I have never been so mad in my life.

I will preface that sometimes we are too trusting.  That we have grown up living in a protected bubble.  And therefore we make errors.  We made the mistake of not checking to see if our garage door was closed.  We assumed it was.  It did not even cross my mind, though, to go verify and double even triple check.  I rarely lock the doors to my car unless I’m in public and there is something valuable in the car.  However, it’s very sad that we live in a world where we end up kicking ourselves because we didn’t do the previously stated actions.  I should not have to kick myself and be upset with myself because of someone who lacks common courtesy of people’s belongings.

As I was getting into my car with my husband, I noticed everything out of the middle compartment pulled out and thrown about.  I asked him if he was looking for anything and even wondered if the dogs had gotten into my stuff.  When he said, “No.” and also saw his car was in the same condition, it was not difficult to arrive at the same conclusion that someone had been in our cars.
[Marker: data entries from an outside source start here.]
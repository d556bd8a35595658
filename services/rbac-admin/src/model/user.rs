//! User records, status, listing views, and edit payloads.
use crate::model::{RoleId, RoleRef};
use serde::{Deserialize, Serialize};
use std::fmt;
use std::str::FromStr;
use utoipa::ToSchema;
use uuid::Uuid;

#[derive(Debug, Serialize, Deserialize, ToSchema, Clone, Copy, PartialEq, Eq, Hash)]
#[serde(transparent)]
pub struct UserId(pub Uuid);

impl UserId {
    pub fn generate() -> Self {
        Self(Uuid::new_v4())
    }
}

impl fmt::Display for UserId {
    fn fmt(&self, f: &mut fmt::Formatter<'_>) -> fmt::Result {
        self.0.fmt(f)
    }
}

/// Activity flag on a user. Any value may be replaced by any other.
#[derive(Debug, Serialize, Deserialize, ToSchema, Clone, Copy, PartialEq, Eq, Default)]
pub enum UserStatus {
    #[default]
    Active,
    Inactive,
}

impl UserStatus {
    pub fn as_str(&self) -> &'static str {
        match self {
            UserStatus::Active => "Active",
            UserStatus::Inactive => "Inactive",
        }
    }
}

impl fmt::Display for UserStatus {
    fn fmt(&self, f: &mut fmt::Formatter<'_>) -> fmt::Result {
        f.write_str(self.as_str())
    }
}

impl FromStr for UserStatus {
    type Err = String;

    fn from_str(value: &str) -> Result<Self, Self::Err> {
        match value {
            "Active" => Ok(UserStatus::Active),
            "Inactive" => Ok(UserStatus::Inactive),
            other => Err(format!("unknown user status: {other}")),
        }
    }
}

#[derive(Debug, Serialize, Deserialize, ToSchema, Clone, PartialEq)]
pub struct User {
    #[serde(rename = "_id")]
    pub id: UserId,
    pub name: String,
    /// Always stored lowercase.
    pub email: String,
    #[serde(default)]
    pub roles: Vec<RoleId>,
    #[serde(default)]
    pub status: UserStatus,
}

/// User as returned by the listing endpoint, with roles resolved to names.
#[derive(Debug, Serialize, Deserialize, ToSchema, Clone, PartialEq)]
pub struct UserView {
    #[serde(rename = "_id")]
    pub id: UserId,
    pub name: String,
    pub email: String,
    pub roles: Vec<RoleRef>,
    pub status: UserStatus,
}

/// Partial update for a user.
///
/// `status` is carried as raw text so that an empty string can be told apart
/// from a malformed value: the former is a no-op, the latter is rejected.
#[derive(Debug, Serialize, Deserialize, ToSchema, Clone, Default)]
pub struct UserPatchRequest {
    pub name: Option<String>,
    pub email: Option<String>,
    pub roles: Option<Vec<RoleId>>,
    pub status: Option<String>,
}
Initially, I assumed they didn’t find anything as I typically don’t have anything worth stealing.  Half the time I keep my car unlocked is  because I’d rather someone realize it’s not worth their time than having to replace a broken window.  I did the same thing.  Brian realized his Army backpack, that he had all through Iraq, was taken with his gym clothes.  The clothes are replaceable but that backpack was filled with a lot of meaning for him.  It’s something that he wore on this back, to this day, with pride and honor.  He’s proud to be a veteran.  He earned that backpack.

I put the keys in the ignition looking around my car and then my heart sinks into my stomach.  My heart rate increases exponentially and I feel anger surging through my veins.  It hits me.  I left my new purse and wallet in the car.  Within my wallet had credit cards, cash, gift cards, my Social Security card, and my ID amongst whatever else I can’t remember.  I’m left pissed.  Livid.  Helpless.

We are doing everything we can to save for adoption right now.  We are making conscious efforts to not spend money if we don’t have to.  And yet, here we are.  Money was taken from me, purchases were made, and now we have to spend more money to replace stolen items.  How dare [enter name here] have the audacity to come onto my property.  How dare [you] fell self-righteous enough to go through my things, and take what you want.  How dare [you] be so self-centered and selfish to have no regard for anyone else but yourself and not realize the domino effect you may have on the very people you are stealing from.

And the kicker…there is nothing I can do.

So now I have to get a new driver’s license…so excited to go to the DMV.  I have to go to another place to get a Social Security card…woot woot.  Then cards have to be cancelled and we have to be issued new credit cards.  Lastly, I get to place a freeze on my credit file so no one can open any sort of account under my social security number.  Ugh this just sucks.  And there is nothing I can do.

We are patiently waiting for a police officer to arrive so we can make a report.  But with my experience, things like this do not get resolved.  It just really really sucks.  So much for our summer motto of “Don’t be a dick.”

So please, don’t assume anything and just be careful.  Lock your door.  Double check that your garages.  And pray to God that jerks don’t happen to come across your house if you and when you do forget to close your garage.  I’ve never been so mad.